Pierre Ramond (* 31. Januar 1943 in Neuilly-sur-Seine) ist ein französischstämmiger US-amerikanischer theoretischer Physiker, der hauptsächlich über Stringtheorie und Quantenfeldtheorie arbeitet.
Ramond begann ein Ingenieursstudium am Newark College of Engineering (heute New Jersey Institute of Technology, NJIT), wo er 1965 seinen Bachelor-Abschluss machte. Danach studierte er als NDEA-Fellow Physik an der Syracuse University, wo er 1969 promoviert wurde. Bis 1971 war er Postdoc am Fermilab und ab 1971 Instructor an der Yale University, wo er 1973 Assistant Professor wurde. Ab 1975 war er R.A.Millikan Senior Fellow am Caltech und ab 1979 Research Associate am Caltech. 1980 wurde er Professor an der University of Florida in Gainesville, seit 1999 als Distinguished Professor. 2007 war er am Institute for Advanced Study.

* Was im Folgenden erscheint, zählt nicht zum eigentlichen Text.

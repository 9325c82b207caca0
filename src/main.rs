use std::io::{BufRead, Write};
use std::path::PathBuf;
use std::thread;
use std::time::{Duration, Instant};

use anyhow::{anyhow, bail, Context};
use crossbeam_channel::{unbounded, Receiver, TryRecvError};

use ide_session::model::RunOutcome;
use ide_session::{config, logger, NoticeLevel, Session};

const PUMP_INTERVAL: Duration = Duration::from_millis(30);
const EOF_GRACE: Duration = Duration::from_secs(1);

const USAGE: &str = "usage: ide-session [--config <file>] <username|email> [password]\n\
password may also be given in IDE_SESSION_PASSWORD";

struct Args {
    config: Option<PathBuf>,
    identifier: String,
    password: String,
}

fn parse_args() -> anyhow::Result<Args> {
    let mut config = None;
    let mut positional = Vec::new();
    let mut args = std::env::args().skip(1);
    while let Some(arg) = args.next() {
        match arg.as_str() {
            "--config" => {
                let path = args.next().ok_or_else(|| anyhow!("--config needs a path"))?;
                config = Some(PathBuf::from(path));
            }
            "-h" | "--help" => bail!(USAGE),
            _ => positional.push(arg),
        }
    }
    let mut positional = positional.into_iter();
    let identifier = positional.next().ok_or_else(|| anyhow!(USAGE))?;
    let password = match positional.next() {
        Some(p) => p,
        None => std::env::var("IDE_SESSION_PASSWORD").map_err(|_| anyhow!(USAGE))?,
    };
    Ok(Args {
        config,
        identifier,
        password,
    })
}

fn spawn_stdin_reader() -> anyhow::Result<Receiver<String>> {
    let (tx, rx) = unbounded();
    thread::Builder::new()
        .name("ide-stdin".to_string())
        .spawn(move || {
            let stdin = std::io::stdin();
            for line in stdin.lock().lines() {
                let Ok(line) = line else { break };
                if tx.send(line).is_err() {
                    break;
                }
            }
        })
        .context("spawning stdin reader")?;
    Ok(rx)
}

fn print_notices(session: &mut Session) -> Option<String> {
    let mut first_error = None;
    for notice in session.drain_notices() {
        let tag = match notice.level {
            NoticeLevel::Info => "info",
            NoticeLevel::Success => "ok",
            NoticeLevel::Error => "error",
        };
        eprintln!("[{tag}] {}", notice.message);
        if notice.level == NoticeLevel::Error && first_error.is_none() {
            first_error = Some(notice.message);
        }
    }
    first_error
}

enum Flow {
    Continue,
    Quit,
}

fn handle_line(session: &mut Session, line: &str, now: Instant) -> Flow {
    let Some(command) = line.strip_prefix(':') else {
        let _ = session.send_terminal_input(line, now);
        return Flow::Continue;
    };
    let (name, arg) = command
        .split_once(' ')
        .map(|(n, a)| (n, a.trim()))
        .unwrap_or((command, ""));
    // Failures are already queued as notices.
    match name {
        "quit" | "q" => return Flow::Quit,
        "tree" => {
            for row in session.tree().visible_rows() {
                let marker = match (row.kind, row.expanded) {
                    (ide_session::model::EntryKind::File, _) => " ",
                    (_, true) => "v",
                    (_, false) => ">",
                };
                println!("{}{marker} {}", "  ".repeat(row.depth), row.name);
            }
        }
        "reload" => {
            let _ = session.reload_tree();
        }
        "toggle" => {
            let _ = session.toggle_dir(arg);
        }
        "open" => {
            let _ = session.open_file(arg);
        }
        "cat" => match session.tabs().active() {
            Some(tab) => println!("{}", tab.buffered_content),
            None => eprintln!("[error] no file is open"),
        },
        "save" => {
            let _ = session.save();
        }
        "run" => {
            let _ = session.run_code();
        }
        "init" => {
            let _ = session.start_init();
        }
        "skip" => {
            let _ = session.skip_init();
        }
        "info" => session.system_info(),
        other => eprintln!("[error] unknown command :{other}"),
    }
    Flow::Continue
}

fn main() -> anyhow::Result<()> {
    let args = parse_args()?;
    let cfg = match args.config.as_deref() {
        Some(path) => config::try_load_from(path)?,
        None => config::load(),
    };
    if let Err(err) = logger::init(&cfg.resolved_log_path()) {
        eprintln!("[info] logging disabled: {err:#}");
    }
    tracing::info!(server = %cfg.server_url, "starting ide-session");

    let mut session = Session::from_config(cfg)?;
    session.login(&args.identifier, &args.password)?;
    let login_deadline = Instant::now() + session.config().http_timeout();
    while !session.is_authenticated() {
        let now = Instant::now();
        session.pump(now);
        if let Some(err) = print_notices(&mut session) {
            bail!(err);
        }
        if now >= login_deadline {
            bail!("no answer from {}", session.config().server_url);
        }
        thread::sleep(PUMP_INTERVAL);
    }

    let lines = spawn_stdin_reader()?;
    let mut printed = 0usize;
    let mut generation = session.terminal().transcript_generation();
    let mut last_run: Option<RunOutcome> = None;
    let mut stdin_closed_at: Option<Instant> = None;
    let mut stdout = std::io::stdout();
    loop {
        let now = Instant::now();
        session.pump(now);

        let terminal = session.terminal();
        if terminal.transcript_generation() != generation {
            generation = terminal.transcript_generation();
            printed = 0;
        }
        let transcript = terminal.transcript();
        if let Some(tail) = transcript.get(printed..).filter(|t| !t.is_empty()) {
            let _ = stdout.write_all(tail.as_bytes());
            let _ = stdout.flush();
            printed = transcript.len();
        }
        if session.last_run() != last_run.as_ref() {
            last_run = session.last_run().cloned();
            if let Some(outcome) = last_run.as_ref() {
                println!("{}", outcome.render());
            }
        }
        print_notices(&mut session);

        match lines.try_recv() {
            Ok(line) => {
                if let Flow::Quit = handle_line(&mut session, &line, now) {
                    break;
                }
            }
            Err(TryRecvError::Disconnected) => {
                let closed = *stdin_closed_at.get_or_insert(now);
                if now.saturating_duration_since(closed) >= EOF_GRACE {
                    break;
                }
            }
            Err(TryRecvError::Empty) => {}
        }
        thread::sleep(PUMP_INTERVAL);
    }

    session.logout();
    print_notices(&mut session);
    Ok(())
}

Ramond entwickelte unabhängig von André Neveu und John Schwarz die erste Stringtheorie für Fermionen (NSR-String).[1] Diese Theorie zeigte schon zweidimensionale („Weltflächen“-) Supersymmetrie (vorgeschlagen also vor Entdeckung der Supersymmetrie in 4-dimensionaler Raumzeit[2]). Später beschäftigte er sich u.a. mit GUTs und den Mechanismen der Massenerzeugung von Elementarteilchen in GUTs.
1985 war er Guggenheim Fellow. 1992 erhielt er den Boris Pregel Preis der New Yorker Akademie der Wissenschaften, 2004 erhielt er die Oskar Klein Medaille der königlich schwedischen Akademie der Wissenschaften und der Universität Stockholm und 2007 den Lise-Meitner-Preis der Universität Göteborg und des Chalmers Institute of Technology. 1996 bis 1998 war er Präsident des Aspen Center of Physics, in dessen Vorstand er ist.